------ Information shown ------
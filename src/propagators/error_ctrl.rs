/*
    Nyx, blazing fast astrodynamics
    Copyright (C) 2018-onwards Christopher Rabotin <christopher.rabotin@gmail.com>

    This program is free software: you can redistribute it and/or modify
    it under the terms of the GNU Affero General Public License as published
    by the Free Software Foundation, either version 3 of the License, or
    (at your option) any later version.

    This program is distributed in the hope that it will be useful,
    but WITHOUT ANY WARRANTY; without even the implied warranty of
    MERCHANTABILITY or FITNESS FOR A PARTICULAR PURPOSE.  See the
    GNU Affero General Public License for more details.

    You should have received a copy of the GNU Affero General Public License
    along with this program.  If not, see <https://www.gnu.org/licenses/>.
*/

use crate::linalg::allocator::Allocator;
use crate::linalg::{DefaultAllocator, DimName, OVector, Vector3};
use std::fmt::Debug;

// This determines when to take into consideration the magnitude of the state_delta -- prevents dividing by too small of a number.
const REL_ERR_THRESH: f64 = 0.1;

/// The Error Control trait manages how a propagator computes the error in the current step.
///
/// Every implementor must be `Default` so that fixed step options can be built without an error controller.
pub trait ErrorCtrl
where
    Self: Copy + Clone + Debug + Default + Send + Sync,
{
    /// Computes the actual error of the current step.
    ///
    /// The `error_est` is the estimated error computed from the difference in the two stages of
    /// of the RK propagator. The `candidate` variable is the candidate state, and `cur_state` is
    /// the current state. This function must return the error.
    fn estimate<N: DimName>(
        error_est: &OVector<f64, N>,
        candidate: &OVector<f64, N>,
        cur_state: &OVector<f64, N>,
    ) -> f64
    where
        DefaultAllocator: Allocator<N>;
}

/// An RSS step error control which effectively computes the L2 norm of the provided Vector of size 3
///
/// Note that this error controller should be preferrably be used only with slices of a state with the same units.
/// For example, one should probably use this for position independently of using it for the velocity.
/// (Source)[https://github.com/ChristopherRabotin/GMAT/blob/37201a6290e7f7b941bc98ee973a527a5857104b/src/base/forcemodel/ODEModel.cpp#L3045]
pub fn rss_step(prop_err: &Vector3<f64>, candidate: &Vector3<f64>, cur_state: &Vector3<f64>) -> f64 {
    let mag = (candidate - cur_state).norm();
    let err = prop_err.norm();
    if mag > REL_ERR_THRESH {
        err / mag
    } else {
        err
    }
}

fn radius<N: DimName>(vec: &OVector<f64, N>) -> Vector3<f64>
where
    DefaultAllocator: Allocator<N>,
{
    Vector3::new(vec[0], vec[1], vec[2])
}

fn velocity<N: DimName>(vec: &OVector<f64, N>) -> Vector3<f64>
where
    DefaultAllocator: Allocator<N>,
{
    Vector3::new(vec[3], vec[4], vec[5])
}

/// An RSS step error control on the position and velocity components only (the STM is not error controlled).
///
/// The error is the largest of the RSS step errors of the position and of the velocity.
#[derive(Clone, Copy, Debug, Default)]
pub struct RSSCartesianStep;

impl ErrorCtrl for RSSCartesianStep {
    fn estimate<N: DimName>(
        error_est: &OVector<f64, N>,
        candidate: &OVector<f64, N>,
        cur_state: &OVector<f64, N>,
    ) -> f64
    where
        DefaultAllocator: Allocator<N>,
    {
        let err_radius = rss_step(&radius(error_est), &radius(candidate), &radius(cur_state));
        let err_velocity = rss_step(
            &velocity(error_est),
            &velocity(candidate),
            &velocity(cur_state),
        );
        err_radius.max(err_velocity)
    }
}

/// An absolute position error control, in kilometers.
///
/// The velocity error is converted to an equivalent position error by scaling it with r/v of the candidate state,
/// such that the tolerance of the propagator is the maximum position error allowed per step.
#[derive(Clone, Copy, Debug, Default)]
pub struct PositionError;

impl ErrorCtrl for PositionError {
    fn estimate<N: DimName>(
        error_est: &OVector<f64, N>,
        candidate: &OVector<f64, N>,
        _cur_state: &OVector<f64, N>,
    ) -> f64
    where
        DefaultAllocator: Allocator<N>,
    {
        let err_radius = radius(error_est).norm();
        let vmag = velocity(candidate).norm();
        let err_velocity = if vmag > f64::EPSILON {
            velocity(error_est).norm() * radius(candidate).norm() / vmag
        } else {
            velocity(error_est).norm()
        };
        err_radius.max(err_velocity)
    }
}

#[cfg(test)]
mod ut_error_ctrl {
    use super::*;
    use crate::linalg::Vector6;

    #[test]
    fn position_error_scaling() {
        let cur = Vector6::new(7000.0, 0.0, 0.0, 0.0, 7.0, 0.0);
        let candidate = Vector6::new(7000.0, 70.0, 0.0, -0.07, 7.0, 0.0);
        let err = Vector6::new(1e-3, 0.0, 0.0, 0.0, 1e-6, 0.0);
        // Velocity error scaled by r/v = 1000 s
        let val = PositionError::estimate(&err, &candidate, &cur);
        assert!((val - 1e-3).abs() < 1e-6);

        let err = Vector6::new(1e-4, 0.0, 0.0, 0.0, 1e-6, 0.0);
        let val = PositionError::estimate(&err, &candidate, &cur);
        assert!(val > 1e-4);

        let rss = RSSCartesianStep::estimate(&err, &candidate, &cur);
        // Position moved by 70 km, so the position error is relative
        assert!((rss - (1e-4_f64 / 70.0).max(1e-6)).abs() < 1e-12);
    }
}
------
• **Exercise brief**: Filter the records for lines containing the word "General" and copy each one.

• **Exercise solution**:
    it under the terms of the GNU Affero General Public License as published
    GNU Affero General Public License for more details.
    You should have received a copy of the GNU Affero General Public License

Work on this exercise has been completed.